The judge called out London-based partner Steven Cottee and solicitor Samantha Poulton for failing to check the work of a junior lawyer, whose name was not disclosed. The junior lawyer, who was given the moniker “LA,” had included AI-hallucinated references in the firm’s submissions in the matter of Cork & Anor v Smith.
The firm had been engaged to represent the applicants in the case, which involved a March 17 block transfer application. While such matters typically did not require proceedings to be held, Mullen had directed the matter’s listing due to concerns raised about “misleading statements” Pinsent Masons made in letters to the court.
Mullen had flagged an inaccuracy in the citation of Rule 12.37(5) of the Insolvency (England and Wales) Rules 2016 in a Pinsent Masons letter dated March 30, which he suspected was the result of an AI hallucination. The judge found the firm’s April 14 response to his callout “impossible to accept” and “not credible,” per his ruling dated May 22; he expressed concern that Pinsent Masons was taking a “cavalier attitude” regarding the accuracy of court submissions.
A team from Irwin Mitchell LLP took over in acting for the applicants in Cork & Anor v Smith. Mullen said in his ruling that Cottee, Poulton, and presumably LA “will have found this incident very embarrassing.”
“Ms Poulton and Mr Cottee are experienced solicitors undertaking technical work in a reputable firm, no doubt under considerable pressure at times. I have no doubt that LA was working under pressure too. None of that excuses a failure to check the accuracy of the material that was placed before the court,” Mullen said in the decision. ““AI has the potential to be wholly unreliable.
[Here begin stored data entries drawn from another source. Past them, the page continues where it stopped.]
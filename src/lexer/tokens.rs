/// A token that represents a single unit of Lox code.
#[derive(Debug, Clone, Copy)]
pub struct Token<'a> {
  /// The token's type.
  pub kind: TokenKind,
  /// The token's lexeme. For `ERROR` tokens this slot holds the
  /// diagnostic message instead of a slice of the source.
  pub lexeme: &'a str,
  /// The token's 1-based line number.
  pub line: usize,
}

/// The types of tokens in a Lox program.
#[allow(non_camel_case_types, clippy::upper_case_acronyms)]
#[derive(Debug, Clone, Copy, PartialEq, Eq)]
#[repr(u8)]
pub enum TokenKind {
  // Symbol-based tokens
  BANG,            // !
  BANG_EQ,         // !=
  COMMA,           // ,
  DASH,            // -
  DOT,             // .
  EQUALS,          // =
  GREATER_THAN,    // >
  GREATER_THAN_EQ, // >=
  LESS_THAN,       // <
  LESS_THAN_EQ,    // <=
  LOGIC_EQ,        // ==
  L_CURLY,         // {
  L_PAREN,         // (
  PLUS,            // +
  R_CURLY,         // }
  R_PAREN,         // )
  SEMICOLON,       // ;
  SLASH,           // /
  STAR,            // *

  // Value literals
  FALSE_LIT,
  IDENTIFIER,
  NIL_LIT,
  NUM_LIT,
  STR_LIT,
  TRUE_LIT,

  // Keywords
  AND_KW,
  CLASS_KW,
  ELSE_KW,
  FOR_KW,
  FUN_KW,
  IF_KW,
  OR_KW,
  PRINT_KW,
  RETURN_KW,
  SUPER_KW,
  THIS_KW,
  VAR_KW,
  WHILE_KW,

  // Other tokens
  EOF,
  ERROR,
}

/// Maps a keyword string to a token kind.
///
/// # Parameters
/// - `id`: The identifier's string name.
///
/// # Returns
/// `TokenKind`: The kind of token matched for the given identifier name.
pub fn make_identifier_kind(id: &str) -> TokenKind {
  match id {
    "and" => TokenKind::AND_KW,
    "class" => TokenKind::CLASS_KW,
    "else" => TokenKind::ELSE_KW,
    "false" => TokenKind::FALSE_LIT,
    "for" => TokenKind::FOR_KW,
    "fun" => TokenKind::FUN_KW,
    "if" => TokenKind::IF_KW,
    "nil" => TokenKind::NIL_LIT,
    "or" => TokenKind::OR_KW,
    "print" => TokenKind::PRINT_KW,
    "return" => TokenKind::RETURN_KW,
    "super" => TokenKind::SUPER_KW,
    "this" => TokenKind::THIS_KW,
    "true" => TokenKind::TRUE_LIT,
    "var" => TokenKind::VAR_KW,
    "while" => TokenKind::WHILE_KW,
    _ => TokenKind::IDENTIFIER,
  }
}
AI may of course provide a jumping off point for research and legal reasoning but it does not, at least at present, do away with the need for proper research and thought on the part of a legal professional, even a very junior legal professional.”
The judge noted that the AI chat transcripts provided by Pinsent Masons were indicative of a “serious lack of care and of judgment on the part of LA rather than a want of honesty.” Mullen accepted that neither Cottee nor Poulton intended to mislead as they appeared unaware that AI had been used in the application; nonetheless, he criticized Poulton for failing to recognize that his callout should have led her to investigate whether LA had used AI.
If an appropriate apology had been issued, the judge said he would have determined that no further action needed to be taken apart from the firm shouldering the clients’ costs in relation to the letter.
During the May 18 hearing over which Mullen presided, Pinsent Masons’ legal representative Paul Mitchell told the court that the firm had referred itself to the Solicitors Regulatory Authority and would cooperate with related investigations. The firm would also take on the costs its ex-clients incurred due to the incident.